I noticed that this same issue happens with Mesa 19.0.0 tag, however there we don't have b031c643491 yet! So it's possible that there are 2 separate issues or the bisected commit simply reveals something that has been there all along. Anyway, with git HEAD simply skipping opt_simplify_bcsel_of_phi fixes the issue.
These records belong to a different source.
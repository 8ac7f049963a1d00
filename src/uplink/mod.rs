//! # Uplink Module
//!
//! Everything between a finished reading and the remote ingestion endpoint.
//!
//! This module handles:
//! - Encoding readings as JSON upload payloads
//! - Single-shot HTTP POST delivery (no internal retries)
//! - Link state tracking with rate-limited reconnection

pub mod client;
pub mod link;
pub mod monitor;
pub mod payload;
pub mod transport;

pub use client::{DeliveryOutcome, UploadClient};
pub use link::{Link, LinkState, TcpProbeLink};
pub use monitor::{ConnectivityMonitor, LinkStatus};
pub use payload::UploadPayload;
pub use transport::{PostRequest, Transport, UreqTransport};
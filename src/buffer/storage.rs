//! # Durable Storage
//!
//! Minimal write/read/remove interface for the buffer snapshot.

use std::collections::HashMap;
use std::fs;
use std::io::{self, Write};
use std::path::{Path, PathBuf};
use std::sync::atomic::{AtomicBool, AtomicUsize, Ordering};
use std::sync::{Arc, Mutex};

use tracing::debug;

/// Durable byte storage addressed by path
pub trait Storage: Send {
    /// Replaces the contents at `path` with `bytes`
    fn write(&mut self, path: &Path, bytes: &[u8]) -> io::Result<()>;

    /// Reads the contents at `path`, `None` if nothing is stored there
    fn read(&self, path: &Path) -> io::Result<Option<Vec<u8>>>;

    /// Removes the contents at `path`. Removing nothing is not an error.
    fn remove(&mut self, path: &Path) -> io::Result<()>;
}

/// Filesystem-backed storage.
///
/// Writes go to a sibling temporary file that is then renamed over the
/// target, so readers see either the old or the new snapshot.
#[derive(Debug, Clone, Default)]
pub struct FsStorage;

impl FsStorage {
    pub fn new() -> Self {
        Self
    }
}

impl Storage for FsStorage {
    fn write(&mut self, path: &Path, bytes: &[u8]) -> io::Result<()> {
        if let Some(parent) = path.parent() {
            if !parent.as_os_str().is_empty() {
                fs::create_dir_all(parent)?;
            }
        }

        let tmp_path = path.with_extension("tmp");
        {
            let mut file = fs::File::create(&tmp_path)?;
            file.write_all(bytes)?;
            file.sync_all()?;
        }
        fs::rename(&tmp_path, path)?;

        debug!("Wrote {} bytes to {}", bytes.len(), path.display());
        Ok(())
    }

    fn read(&self, path: &Path) -> io::Result<Option<Vec<u8>>> {
        match fs::read(path) {
            Ok(bytes) => Ok(Some(bytes)),
            Err(e) if e.kind() == io::ErrorKind::NotFound => Ok(None),
            Err(e) => Err(e),
        }
    }

    fn remove(&mut self, path: &Path) -> io::Result<()> {
        match fs::remove_file(path) {
            Ok(()) => Ok(()),
            Err(e) if e.kind() == io::ErrorKind::NotFound => Ok(()),
            Err(e) => Err(e),
        }
    }
}

/// In-memory storage for simulation and tests.
///
/// Clones share the same contents, so a test can keep a handle while the
/// buffer owns another.
#[derive(Debug, Clone, Default)]
pub struct MemoryStorage {
    files: Arc<Mutex<HashMap<PathBuf, Vec<u8>>>>,
    writes: Arc<AtomicUsize>,
    fail_writes: Arc<AtomicBool>,
}

impl MemoryStorage {
    pub fn new() -> Self {
        Self::default()
    }

    /// Makes every subsequent write fail with `io::ErrorKind::Other`
    pub fn set_fail_writes(&self, fail: bool) {
        self.fail_writes.store(fail, Ordering::SeqCst);
    }

    /// Number of successful writes so far
    pub fn write_count(&self) -> usize {
        self.writes.load(Ordering::SeqCst)
    }

    pub fn contents(&self, path: &Path) -> Option<Vec<u8>> {
        self.files.lock().ok()?.get(path).cloned()
    }

    pub fn contains(&self, path: &Path) -> bool {
        self.contents(path).is_some()
    }

    fn lock(&self) -> io::Result<std::sync::MutexGuard<'_, HashMap<PathBuf, Vec<u8>>>> {
        self.files
            .lock()
            .map_err(|_| io::Error::new(io::ErrorKind::Other, "storage lock poisoned"))
    }
}

impl Storage for MemoryStorage {
    fn write(&mut self, path: &Path, bytes: &[u8]) -> io::Result<()> {
        if self.fail_writes.load(Ordering::SeqCst) {
            return Err(io::Error::new(io::ErrorKind::Other, "simulated write failure"));
        }
        self.lock()?.insert(path.to_path_buf(), bytes.to_vec());
        self.writes.fetch_add(1, Ordering::SeqCst);
        Ok(())
    }

    fn read(&self, path: &Path) -> io::Result<Option<Vec<u8>>> {
        Ok(self.lock()?.get(path).cloned())
    }

    fn remove(&mut self, path: &Path) -> io::Result<()> {
        self.lock()?.remove(path);
        Ok(())
    }
}

#[cfg(test)]
mod tests {
    use super::*;
    use tempfile::TempDir;

    #[test]
    fn test_write_then_read() {
        let dir = TempDir::new().unwrap();
        let path = dir.path().join("snap.json");
        let mut storage = FsStorage::new();

        storage.write(&path, b"{\"readings\":[]}").unwrap();
        assert_eq!(storage.read(&path).unwrap().unwrap(), b"{\"readings\":[]}");
        assert!(!path.with_extension("tmp").exists());
    }

    #[test]
    fn test_write_replaces_contents() {
        let dir = TempDir::new().unwrap();
        let path = dir.path().join("snap.json");
        let mut storage = FsStorage::new();

        storage.write(&path, b"first").unwrap();
        storage.write(&path, b"second").unwrap();
        assert_eq!(storage.read(&path).unwrap().unwrap(), b"second");
    }

    #[test]
    fn test_write_creates_parent_dirs() {
        let dir = TempDir::new().unwrap();
        let path = dir.path().join("data").join("buffer").join("snap.json");
        let mut storage = FsStorage::new();

        storage.write(&path, b"x").unwrap();
        assert!(path.exists());
    }

    #[test]
    fn test_read_missing_is_none() {
        let dir = TempDir::new().unwrap();
        let storage = FsStorage::new();
        assert!(storage.read(&dir.path().join("absent.json")).unwrap().is_none());
    }

    #[test]
    fn test_remove_is_idempotent() {
        let dir = TempDir::new().unwrap();
        let path = dir.path().join("snap.json");
        let mut storage = FsStorage::new();

        storage.write(&path, b"x").unwrap();
        storage.remove(&path).unwrap();
        assert!(!path.exists());
        storage.remove(&path).unwrap();
    }

    #[test]
    fn test_memory_storage_shares_contents() {
        let handle = MemoryStorage::new();
        let mut owned = handle.clone();
        let path = Path::new("/buffer.json");

        owned.write(path, b"abc").unwrap();
        assert_eq!(handle.contents(path).unwrap(), b"abc");
        assert_eq!(handle.write_count(), 1);

        owned.remove(path).unwrap();
        assert!(!handle.contains(path));
    }

    #[test]
    fn test_memory_storage_write_failure() {
        let mut storage = MemoryStorage::new();
        storage.set_fail_writes(true);
        assert!(storage.write(Path::new("/x"), b"1").is_err());
        assert_eq!(storage.write_count(), 0);
    }
}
(In reply to Tapani Pälli from comment #2) > I noticed that this same issue happens with Mesa 19.0.0 tag, however there > we don't have b031c643491 yet! So it's possible that there are 2 separate > issues or the bisected commit simply reveals something that has been there > all along. Anyway, with git HEAD simply skipping opt_simplify_bcsel_of_phi > fixes the issue. OK, I bisected stable branch and there it hits: ---------- 8< --------------------------------- commit ca36eb12fdfb29c19379c666d24fd8c2d75064cd Author: Dylan Baker <dylan@pnwbakers.com> Date: Mon Feb 11 16:26:37 2019 -0800 Revert "intel/compiler: More peephole select" This reverts commit 8fb8ebfbb05d3323481c8ba6d320b3a3580bad99.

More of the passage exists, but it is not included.